* **Exercise description**
Go through the entries below and pick out every line with "expanded".

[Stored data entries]
+++++

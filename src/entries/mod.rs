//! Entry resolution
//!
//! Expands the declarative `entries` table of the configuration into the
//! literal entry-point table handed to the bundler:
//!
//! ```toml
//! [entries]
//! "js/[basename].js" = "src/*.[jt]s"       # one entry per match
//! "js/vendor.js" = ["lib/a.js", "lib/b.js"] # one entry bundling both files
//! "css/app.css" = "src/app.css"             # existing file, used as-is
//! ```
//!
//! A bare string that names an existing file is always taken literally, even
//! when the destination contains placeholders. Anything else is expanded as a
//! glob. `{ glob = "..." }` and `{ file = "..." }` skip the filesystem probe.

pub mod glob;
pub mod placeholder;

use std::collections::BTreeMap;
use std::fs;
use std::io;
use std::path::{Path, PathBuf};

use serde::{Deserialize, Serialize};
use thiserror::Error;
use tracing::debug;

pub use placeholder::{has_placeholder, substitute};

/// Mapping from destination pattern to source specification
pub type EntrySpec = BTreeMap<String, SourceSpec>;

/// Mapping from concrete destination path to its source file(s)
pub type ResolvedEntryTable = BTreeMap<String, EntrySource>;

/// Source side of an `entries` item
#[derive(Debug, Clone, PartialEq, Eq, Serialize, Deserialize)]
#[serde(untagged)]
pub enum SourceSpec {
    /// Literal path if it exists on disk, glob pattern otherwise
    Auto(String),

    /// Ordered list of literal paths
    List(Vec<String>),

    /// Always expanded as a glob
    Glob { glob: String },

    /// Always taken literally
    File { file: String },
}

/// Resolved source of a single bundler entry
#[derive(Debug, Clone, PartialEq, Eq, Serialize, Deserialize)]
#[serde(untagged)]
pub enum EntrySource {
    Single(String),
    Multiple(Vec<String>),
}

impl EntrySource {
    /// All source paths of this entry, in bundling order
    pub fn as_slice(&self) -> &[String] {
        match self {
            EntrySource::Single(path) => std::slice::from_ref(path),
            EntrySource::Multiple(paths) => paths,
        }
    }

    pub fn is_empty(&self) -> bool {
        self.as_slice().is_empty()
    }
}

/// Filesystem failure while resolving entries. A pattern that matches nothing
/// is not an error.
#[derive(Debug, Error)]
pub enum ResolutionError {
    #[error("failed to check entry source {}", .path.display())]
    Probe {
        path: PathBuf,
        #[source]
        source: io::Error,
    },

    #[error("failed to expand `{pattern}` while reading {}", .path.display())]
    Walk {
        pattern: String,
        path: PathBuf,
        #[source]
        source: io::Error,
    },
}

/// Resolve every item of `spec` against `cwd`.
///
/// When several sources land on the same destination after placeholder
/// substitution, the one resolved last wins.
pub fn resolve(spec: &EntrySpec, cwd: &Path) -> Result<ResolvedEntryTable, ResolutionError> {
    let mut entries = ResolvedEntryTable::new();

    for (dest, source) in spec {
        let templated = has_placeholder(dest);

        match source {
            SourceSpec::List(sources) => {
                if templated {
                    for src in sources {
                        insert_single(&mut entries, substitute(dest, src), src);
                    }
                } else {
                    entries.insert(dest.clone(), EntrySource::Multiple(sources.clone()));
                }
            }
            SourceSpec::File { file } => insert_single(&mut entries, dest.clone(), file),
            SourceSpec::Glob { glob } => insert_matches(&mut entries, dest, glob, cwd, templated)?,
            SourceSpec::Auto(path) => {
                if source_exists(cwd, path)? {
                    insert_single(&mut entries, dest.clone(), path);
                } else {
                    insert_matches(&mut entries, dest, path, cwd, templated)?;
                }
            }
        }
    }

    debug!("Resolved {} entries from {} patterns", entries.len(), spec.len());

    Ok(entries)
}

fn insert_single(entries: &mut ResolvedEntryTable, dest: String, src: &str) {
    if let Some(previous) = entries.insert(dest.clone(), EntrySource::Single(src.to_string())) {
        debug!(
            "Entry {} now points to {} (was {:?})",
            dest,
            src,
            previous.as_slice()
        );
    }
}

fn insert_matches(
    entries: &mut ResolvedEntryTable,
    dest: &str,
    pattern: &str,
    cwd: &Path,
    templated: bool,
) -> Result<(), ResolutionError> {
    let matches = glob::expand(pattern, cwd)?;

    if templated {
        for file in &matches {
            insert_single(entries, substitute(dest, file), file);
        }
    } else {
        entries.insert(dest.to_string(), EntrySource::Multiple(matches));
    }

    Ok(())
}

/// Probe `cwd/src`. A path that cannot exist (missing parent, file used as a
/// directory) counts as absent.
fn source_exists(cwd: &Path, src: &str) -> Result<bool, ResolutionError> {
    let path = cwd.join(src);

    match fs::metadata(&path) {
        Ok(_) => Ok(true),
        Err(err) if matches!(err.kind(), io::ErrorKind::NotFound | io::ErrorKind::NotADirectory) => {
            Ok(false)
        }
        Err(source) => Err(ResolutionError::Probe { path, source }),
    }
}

+++++

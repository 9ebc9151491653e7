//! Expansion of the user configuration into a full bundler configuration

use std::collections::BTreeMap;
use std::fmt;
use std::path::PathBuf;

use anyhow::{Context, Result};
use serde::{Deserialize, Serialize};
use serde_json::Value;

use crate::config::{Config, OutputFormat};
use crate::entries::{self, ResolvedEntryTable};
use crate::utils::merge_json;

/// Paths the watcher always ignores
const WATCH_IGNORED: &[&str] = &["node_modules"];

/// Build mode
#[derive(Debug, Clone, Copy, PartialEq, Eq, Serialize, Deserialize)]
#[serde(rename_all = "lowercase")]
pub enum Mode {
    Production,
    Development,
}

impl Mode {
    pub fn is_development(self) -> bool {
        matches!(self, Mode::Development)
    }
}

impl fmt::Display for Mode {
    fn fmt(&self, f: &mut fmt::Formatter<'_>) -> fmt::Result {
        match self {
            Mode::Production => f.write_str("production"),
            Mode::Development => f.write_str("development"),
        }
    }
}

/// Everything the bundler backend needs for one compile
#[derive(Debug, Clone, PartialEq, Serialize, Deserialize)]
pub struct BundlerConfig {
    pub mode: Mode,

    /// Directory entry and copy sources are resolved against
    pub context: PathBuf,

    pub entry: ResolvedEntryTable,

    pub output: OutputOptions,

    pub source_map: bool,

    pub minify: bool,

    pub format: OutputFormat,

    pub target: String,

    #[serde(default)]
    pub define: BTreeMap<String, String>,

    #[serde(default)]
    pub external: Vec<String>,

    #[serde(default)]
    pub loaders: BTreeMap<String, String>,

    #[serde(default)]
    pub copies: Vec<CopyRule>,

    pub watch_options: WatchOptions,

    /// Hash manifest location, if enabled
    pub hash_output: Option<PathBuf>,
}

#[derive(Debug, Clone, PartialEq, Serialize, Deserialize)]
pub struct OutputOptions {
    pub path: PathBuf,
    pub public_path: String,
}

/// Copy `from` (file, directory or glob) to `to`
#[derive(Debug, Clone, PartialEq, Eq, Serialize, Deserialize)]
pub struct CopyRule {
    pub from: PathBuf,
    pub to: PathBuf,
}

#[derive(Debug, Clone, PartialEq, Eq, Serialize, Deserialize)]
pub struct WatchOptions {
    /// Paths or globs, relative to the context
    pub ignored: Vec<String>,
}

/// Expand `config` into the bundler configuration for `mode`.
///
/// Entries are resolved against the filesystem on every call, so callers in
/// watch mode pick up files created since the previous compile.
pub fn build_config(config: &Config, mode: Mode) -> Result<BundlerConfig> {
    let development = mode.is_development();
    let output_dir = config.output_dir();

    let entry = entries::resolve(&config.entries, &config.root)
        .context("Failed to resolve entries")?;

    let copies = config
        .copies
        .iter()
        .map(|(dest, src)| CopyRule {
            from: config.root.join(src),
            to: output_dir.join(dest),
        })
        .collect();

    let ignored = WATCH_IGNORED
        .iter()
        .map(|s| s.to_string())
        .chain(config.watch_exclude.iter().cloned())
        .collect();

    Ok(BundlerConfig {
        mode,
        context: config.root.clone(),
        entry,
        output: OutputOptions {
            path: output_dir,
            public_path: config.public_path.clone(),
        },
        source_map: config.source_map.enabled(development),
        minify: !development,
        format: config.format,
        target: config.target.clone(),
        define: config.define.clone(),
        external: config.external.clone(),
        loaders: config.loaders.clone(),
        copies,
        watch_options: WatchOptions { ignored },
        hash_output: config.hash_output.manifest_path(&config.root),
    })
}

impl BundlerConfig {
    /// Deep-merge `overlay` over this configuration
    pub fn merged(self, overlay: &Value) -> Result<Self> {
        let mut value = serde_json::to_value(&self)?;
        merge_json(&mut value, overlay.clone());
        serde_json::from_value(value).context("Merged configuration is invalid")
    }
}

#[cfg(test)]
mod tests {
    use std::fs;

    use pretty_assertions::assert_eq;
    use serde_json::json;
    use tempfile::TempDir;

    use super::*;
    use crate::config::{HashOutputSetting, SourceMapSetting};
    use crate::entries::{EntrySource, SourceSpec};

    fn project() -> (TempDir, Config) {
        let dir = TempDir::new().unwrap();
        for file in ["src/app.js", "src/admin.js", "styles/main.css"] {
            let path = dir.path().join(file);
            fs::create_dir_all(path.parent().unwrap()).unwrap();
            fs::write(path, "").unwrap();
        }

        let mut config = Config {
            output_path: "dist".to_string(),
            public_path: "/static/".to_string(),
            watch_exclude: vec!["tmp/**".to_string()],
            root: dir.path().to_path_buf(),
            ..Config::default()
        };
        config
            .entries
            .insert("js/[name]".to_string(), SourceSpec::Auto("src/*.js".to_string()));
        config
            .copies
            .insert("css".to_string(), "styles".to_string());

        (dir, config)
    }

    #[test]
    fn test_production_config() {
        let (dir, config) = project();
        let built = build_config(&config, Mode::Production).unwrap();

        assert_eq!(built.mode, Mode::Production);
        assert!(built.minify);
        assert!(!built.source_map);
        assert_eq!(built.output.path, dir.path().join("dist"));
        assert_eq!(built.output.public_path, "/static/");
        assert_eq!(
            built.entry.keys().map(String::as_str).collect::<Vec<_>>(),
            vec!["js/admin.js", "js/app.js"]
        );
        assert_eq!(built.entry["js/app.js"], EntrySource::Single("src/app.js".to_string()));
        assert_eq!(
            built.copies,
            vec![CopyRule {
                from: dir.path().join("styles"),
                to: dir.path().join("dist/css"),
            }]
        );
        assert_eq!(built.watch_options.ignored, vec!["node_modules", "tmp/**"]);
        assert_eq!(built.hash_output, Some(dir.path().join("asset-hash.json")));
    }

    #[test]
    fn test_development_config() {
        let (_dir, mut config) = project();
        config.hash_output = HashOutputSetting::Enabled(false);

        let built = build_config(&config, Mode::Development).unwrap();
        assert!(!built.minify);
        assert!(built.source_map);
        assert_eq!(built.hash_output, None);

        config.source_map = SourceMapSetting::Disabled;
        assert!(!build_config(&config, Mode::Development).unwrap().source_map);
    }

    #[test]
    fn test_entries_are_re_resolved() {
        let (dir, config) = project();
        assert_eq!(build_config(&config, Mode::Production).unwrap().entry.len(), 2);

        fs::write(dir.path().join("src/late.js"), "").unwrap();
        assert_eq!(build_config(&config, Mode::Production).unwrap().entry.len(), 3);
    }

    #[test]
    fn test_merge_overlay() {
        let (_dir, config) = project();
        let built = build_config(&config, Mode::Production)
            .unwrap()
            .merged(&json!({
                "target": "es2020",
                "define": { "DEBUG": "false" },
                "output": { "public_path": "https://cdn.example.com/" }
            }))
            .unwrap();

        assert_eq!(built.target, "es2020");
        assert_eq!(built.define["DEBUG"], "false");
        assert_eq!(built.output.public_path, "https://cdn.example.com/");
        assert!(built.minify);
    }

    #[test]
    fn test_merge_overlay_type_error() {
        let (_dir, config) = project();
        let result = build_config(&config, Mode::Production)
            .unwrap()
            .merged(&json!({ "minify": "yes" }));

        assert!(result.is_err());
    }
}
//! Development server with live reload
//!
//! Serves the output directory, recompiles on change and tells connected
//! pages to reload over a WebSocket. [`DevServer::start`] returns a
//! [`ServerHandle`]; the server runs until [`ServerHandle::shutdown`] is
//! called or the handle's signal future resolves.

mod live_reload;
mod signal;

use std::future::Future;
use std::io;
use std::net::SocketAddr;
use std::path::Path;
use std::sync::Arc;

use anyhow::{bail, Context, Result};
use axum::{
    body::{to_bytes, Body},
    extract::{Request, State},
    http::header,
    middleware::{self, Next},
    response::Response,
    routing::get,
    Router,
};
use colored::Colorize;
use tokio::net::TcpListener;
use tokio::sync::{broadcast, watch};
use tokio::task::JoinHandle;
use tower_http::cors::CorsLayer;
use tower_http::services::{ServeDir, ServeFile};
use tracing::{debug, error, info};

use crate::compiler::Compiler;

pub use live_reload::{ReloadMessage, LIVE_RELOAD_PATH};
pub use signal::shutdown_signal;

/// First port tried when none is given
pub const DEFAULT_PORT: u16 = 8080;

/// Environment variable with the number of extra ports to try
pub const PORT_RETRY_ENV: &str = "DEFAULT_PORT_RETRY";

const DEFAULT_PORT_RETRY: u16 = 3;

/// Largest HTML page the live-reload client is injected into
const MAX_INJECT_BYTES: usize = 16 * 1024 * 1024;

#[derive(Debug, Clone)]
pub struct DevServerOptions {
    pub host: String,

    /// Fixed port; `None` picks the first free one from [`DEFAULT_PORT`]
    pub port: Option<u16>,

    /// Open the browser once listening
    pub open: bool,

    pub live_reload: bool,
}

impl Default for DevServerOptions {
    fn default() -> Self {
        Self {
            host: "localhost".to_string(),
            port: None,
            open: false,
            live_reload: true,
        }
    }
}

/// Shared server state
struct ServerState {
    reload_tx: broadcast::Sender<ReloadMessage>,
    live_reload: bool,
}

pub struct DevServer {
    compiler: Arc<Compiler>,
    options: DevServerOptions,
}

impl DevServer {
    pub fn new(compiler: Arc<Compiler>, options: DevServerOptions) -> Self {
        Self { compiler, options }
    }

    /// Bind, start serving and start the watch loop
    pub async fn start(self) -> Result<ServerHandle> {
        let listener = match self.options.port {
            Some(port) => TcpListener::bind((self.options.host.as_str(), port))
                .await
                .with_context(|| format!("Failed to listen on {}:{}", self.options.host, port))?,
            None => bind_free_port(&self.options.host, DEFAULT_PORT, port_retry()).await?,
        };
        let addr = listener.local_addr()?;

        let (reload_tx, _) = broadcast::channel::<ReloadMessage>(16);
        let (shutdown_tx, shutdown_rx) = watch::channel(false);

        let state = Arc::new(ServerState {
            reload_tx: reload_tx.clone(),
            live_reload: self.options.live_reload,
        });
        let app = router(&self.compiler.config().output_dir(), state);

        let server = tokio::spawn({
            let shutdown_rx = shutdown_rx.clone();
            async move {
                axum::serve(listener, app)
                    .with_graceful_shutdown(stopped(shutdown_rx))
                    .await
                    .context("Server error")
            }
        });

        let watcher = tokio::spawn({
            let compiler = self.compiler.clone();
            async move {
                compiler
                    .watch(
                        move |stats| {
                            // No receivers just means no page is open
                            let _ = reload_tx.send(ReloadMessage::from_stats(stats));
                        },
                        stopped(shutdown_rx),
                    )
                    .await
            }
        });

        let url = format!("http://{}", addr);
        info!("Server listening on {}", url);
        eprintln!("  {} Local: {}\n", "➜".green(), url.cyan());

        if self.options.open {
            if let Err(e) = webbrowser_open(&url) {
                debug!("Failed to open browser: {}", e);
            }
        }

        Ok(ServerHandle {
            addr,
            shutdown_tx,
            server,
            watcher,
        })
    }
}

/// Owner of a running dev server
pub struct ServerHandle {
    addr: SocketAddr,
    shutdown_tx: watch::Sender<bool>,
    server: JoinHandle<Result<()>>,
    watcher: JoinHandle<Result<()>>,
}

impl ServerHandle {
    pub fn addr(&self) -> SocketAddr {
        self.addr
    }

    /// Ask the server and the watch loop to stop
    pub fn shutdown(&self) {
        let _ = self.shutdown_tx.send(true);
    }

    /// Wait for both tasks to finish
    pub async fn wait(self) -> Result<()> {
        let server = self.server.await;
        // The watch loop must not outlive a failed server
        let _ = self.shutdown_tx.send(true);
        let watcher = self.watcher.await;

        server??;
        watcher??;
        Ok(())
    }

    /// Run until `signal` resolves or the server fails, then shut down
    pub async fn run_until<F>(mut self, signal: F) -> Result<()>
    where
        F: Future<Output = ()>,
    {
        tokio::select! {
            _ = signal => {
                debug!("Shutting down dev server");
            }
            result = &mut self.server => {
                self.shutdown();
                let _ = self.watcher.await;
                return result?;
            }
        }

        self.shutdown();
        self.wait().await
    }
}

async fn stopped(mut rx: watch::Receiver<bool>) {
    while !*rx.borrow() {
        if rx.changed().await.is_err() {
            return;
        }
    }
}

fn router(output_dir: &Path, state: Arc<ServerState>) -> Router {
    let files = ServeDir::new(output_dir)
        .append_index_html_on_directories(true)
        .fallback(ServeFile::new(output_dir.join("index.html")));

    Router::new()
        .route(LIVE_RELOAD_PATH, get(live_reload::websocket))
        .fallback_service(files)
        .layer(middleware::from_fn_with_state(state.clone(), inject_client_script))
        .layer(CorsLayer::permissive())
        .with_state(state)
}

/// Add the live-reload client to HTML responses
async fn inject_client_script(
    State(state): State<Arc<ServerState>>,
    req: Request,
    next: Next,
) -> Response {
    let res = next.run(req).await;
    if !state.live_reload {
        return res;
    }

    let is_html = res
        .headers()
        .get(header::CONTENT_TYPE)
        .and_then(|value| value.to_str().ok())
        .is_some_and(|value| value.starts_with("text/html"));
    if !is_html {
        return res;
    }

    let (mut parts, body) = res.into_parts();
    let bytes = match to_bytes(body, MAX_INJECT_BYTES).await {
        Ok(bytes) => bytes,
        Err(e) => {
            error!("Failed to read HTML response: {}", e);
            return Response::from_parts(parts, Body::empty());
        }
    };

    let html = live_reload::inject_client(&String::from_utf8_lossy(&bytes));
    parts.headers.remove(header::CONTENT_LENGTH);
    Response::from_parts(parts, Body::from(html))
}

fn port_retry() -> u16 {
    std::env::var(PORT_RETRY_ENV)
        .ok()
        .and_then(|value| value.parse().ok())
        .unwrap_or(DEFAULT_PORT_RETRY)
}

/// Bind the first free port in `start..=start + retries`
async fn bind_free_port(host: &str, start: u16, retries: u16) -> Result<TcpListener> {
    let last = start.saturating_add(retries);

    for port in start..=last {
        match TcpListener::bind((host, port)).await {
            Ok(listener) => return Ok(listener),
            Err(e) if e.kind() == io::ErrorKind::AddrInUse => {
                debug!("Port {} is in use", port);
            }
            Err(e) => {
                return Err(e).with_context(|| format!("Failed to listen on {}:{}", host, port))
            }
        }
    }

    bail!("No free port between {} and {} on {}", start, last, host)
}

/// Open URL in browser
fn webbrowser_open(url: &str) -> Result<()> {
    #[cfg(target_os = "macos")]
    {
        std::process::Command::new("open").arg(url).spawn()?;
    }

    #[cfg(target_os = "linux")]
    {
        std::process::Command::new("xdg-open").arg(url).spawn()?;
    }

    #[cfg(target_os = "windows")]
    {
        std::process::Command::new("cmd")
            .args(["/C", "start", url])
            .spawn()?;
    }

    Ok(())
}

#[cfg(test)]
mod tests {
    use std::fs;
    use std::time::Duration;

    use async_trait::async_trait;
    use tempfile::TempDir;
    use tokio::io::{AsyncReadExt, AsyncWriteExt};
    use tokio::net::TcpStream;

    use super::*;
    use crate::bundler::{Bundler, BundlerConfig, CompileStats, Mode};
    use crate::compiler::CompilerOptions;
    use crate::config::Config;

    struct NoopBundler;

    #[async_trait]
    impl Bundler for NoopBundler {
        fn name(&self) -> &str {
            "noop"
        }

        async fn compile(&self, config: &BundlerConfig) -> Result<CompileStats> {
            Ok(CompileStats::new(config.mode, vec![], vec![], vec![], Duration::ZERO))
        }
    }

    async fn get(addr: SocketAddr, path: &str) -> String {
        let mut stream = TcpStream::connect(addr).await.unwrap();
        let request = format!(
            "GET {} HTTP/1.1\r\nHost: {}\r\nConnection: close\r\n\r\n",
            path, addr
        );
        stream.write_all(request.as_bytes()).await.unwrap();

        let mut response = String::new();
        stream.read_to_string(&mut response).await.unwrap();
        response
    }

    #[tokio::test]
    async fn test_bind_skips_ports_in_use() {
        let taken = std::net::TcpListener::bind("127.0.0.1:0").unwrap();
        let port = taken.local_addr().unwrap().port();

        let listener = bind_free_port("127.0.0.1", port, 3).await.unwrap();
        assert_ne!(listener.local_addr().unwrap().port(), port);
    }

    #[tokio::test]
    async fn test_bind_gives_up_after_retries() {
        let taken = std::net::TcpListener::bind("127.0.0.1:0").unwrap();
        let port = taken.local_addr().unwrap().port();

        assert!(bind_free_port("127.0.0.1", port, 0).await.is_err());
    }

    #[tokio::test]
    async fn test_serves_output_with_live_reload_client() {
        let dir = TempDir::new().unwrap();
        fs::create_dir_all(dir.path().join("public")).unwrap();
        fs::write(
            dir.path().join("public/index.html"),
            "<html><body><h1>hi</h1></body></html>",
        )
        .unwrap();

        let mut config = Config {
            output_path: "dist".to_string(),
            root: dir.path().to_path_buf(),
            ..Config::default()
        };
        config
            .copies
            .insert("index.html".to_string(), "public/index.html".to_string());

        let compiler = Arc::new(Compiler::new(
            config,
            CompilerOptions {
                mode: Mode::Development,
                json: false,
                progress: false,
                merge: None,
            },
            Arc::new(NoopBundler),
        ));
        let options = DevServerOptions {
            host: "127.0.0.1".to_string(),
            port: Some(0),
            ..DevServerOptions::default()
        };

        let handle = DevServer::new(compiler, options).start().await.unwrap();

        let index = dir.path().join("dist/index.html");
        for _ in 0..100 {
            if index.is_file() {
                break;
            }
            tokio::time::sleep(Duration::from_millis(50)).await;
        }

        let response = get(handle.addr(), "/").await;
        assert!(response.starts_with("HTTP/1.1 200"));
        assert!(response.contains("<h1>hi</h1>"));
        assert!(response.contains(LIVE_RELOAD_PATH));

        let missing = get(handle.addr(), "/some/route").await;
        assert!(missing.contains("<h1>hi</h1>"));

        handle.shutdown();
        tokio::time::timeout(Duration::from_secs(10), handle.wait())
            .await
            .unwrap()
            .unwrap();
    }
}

+++++

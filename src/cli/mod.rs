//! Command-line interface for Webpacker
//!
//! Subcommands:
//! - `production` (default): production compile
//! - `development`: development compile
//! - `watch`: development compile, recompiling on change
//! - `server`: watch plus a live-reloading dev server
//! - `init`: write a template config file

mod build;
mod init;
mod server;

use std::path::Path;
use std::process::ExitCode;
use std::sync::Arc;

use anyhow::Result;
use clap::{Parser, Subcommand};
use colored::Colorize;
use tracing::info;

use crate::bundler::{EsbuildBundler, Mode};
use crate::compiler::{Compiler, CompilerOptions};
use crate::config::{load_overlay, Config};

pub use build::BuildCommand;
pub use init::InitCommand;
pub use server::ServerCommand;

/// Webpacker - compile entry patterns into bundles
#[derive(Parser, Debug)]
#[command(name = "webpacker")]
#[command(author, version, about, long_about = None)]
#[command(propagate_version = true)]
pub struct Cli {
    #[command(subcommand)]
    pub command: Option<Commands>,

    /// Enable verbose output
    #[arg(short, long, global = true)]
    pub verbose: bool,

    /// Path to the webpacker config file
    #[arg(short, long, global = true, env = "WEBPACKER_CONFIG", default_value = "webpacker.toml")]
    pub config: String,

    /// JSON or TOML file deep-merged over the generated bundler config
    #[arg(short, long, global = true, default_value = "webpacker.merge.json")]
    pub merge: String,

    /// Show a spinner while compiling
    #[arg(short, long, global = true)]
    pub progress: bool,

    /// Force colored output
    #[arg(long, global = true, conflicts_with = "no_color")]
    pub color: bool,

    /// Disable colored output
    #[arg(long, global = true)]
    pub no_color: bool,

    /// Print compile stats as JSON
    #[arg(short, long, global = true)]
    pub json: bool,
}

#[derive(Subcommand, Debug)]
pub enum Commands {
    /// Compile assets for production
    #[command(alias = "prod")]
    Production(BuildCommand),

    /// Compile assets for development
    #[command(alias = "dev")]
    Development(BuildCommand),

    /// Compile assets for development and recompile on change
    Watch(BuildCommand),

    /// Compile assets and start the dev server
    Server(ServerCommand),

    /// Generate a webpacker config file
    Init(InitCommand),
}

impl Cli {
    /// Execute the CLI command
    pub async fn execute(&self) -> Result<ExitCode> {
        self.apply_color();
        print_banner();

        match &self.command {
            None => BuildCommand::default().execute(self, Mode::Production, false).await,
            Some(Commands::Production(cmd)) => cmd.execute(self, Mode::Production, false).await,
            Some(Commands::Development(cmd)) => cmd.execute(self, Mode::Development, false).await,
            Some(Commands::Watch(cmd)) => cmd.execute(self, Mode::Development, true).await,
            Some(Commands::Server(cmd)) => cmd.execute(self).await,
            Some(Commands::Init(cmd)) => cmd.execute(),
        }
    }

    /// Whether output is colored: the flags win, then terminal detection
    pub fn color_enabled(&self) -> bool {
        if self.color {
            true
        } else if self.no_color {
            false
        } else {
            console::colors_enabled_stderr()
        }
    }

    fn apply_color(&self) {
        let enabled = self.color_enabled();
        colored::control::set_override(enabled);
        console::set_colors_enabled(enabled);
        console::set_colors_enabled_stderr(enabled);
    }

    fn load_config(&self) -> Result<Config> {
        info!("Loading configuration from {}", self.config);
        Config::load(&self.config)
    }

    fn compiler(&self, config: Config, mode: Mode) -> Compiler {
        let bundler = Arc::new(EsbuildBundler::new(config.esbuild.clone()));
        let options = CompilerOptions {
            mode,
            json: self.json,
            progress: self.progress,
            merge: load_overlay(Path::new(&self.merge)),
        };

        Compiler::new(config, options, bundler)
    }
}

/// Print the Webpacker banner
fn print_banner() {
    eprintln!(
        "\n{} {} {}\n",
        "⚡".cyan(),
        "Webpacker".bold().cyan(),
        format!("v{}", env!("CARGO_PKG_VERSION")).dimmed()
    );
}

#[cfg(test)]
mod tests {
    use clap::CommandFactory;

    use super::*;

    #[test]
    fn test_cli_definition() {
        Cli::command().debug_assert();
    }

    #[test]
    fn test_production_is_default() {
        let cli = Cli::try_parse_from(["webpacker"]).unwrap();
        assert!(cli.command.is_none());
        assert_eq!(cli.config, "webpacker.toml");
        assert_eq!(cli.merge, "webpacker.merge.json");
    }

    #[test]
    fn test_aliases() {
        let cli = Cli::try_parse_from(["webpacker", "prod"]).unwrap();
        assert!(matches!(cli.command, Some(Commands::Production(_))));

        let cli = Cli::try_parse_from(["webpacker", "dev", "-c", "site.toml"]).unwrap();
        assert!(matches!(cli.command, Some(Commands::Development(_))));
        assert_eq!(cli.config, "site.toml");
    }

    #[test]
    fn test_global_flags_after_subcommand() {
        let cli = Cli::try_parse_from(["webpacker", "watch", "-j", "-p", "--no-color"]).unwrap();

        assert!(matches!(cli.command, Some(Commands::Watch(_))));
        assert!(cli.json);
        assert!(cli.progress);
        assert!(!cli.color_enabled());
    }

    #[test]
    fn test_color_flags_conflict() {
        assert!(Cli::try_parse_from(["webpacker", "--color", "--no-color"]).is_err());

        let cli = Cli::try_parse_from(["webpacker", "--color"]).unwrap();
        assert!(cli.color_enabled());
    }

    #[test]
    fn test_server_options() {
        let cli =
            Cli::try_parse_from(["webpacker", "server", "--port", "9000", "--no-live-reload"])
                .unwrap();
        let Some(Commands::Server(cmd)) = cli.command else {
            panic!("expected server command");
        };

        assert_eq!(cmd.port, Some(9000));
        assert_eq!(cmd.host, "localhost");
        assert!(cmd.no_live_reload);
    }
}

+++++

* **Reply**
//! when the destination contains placeholders. Anything else is expanded as a
    /// Always expanded as a glob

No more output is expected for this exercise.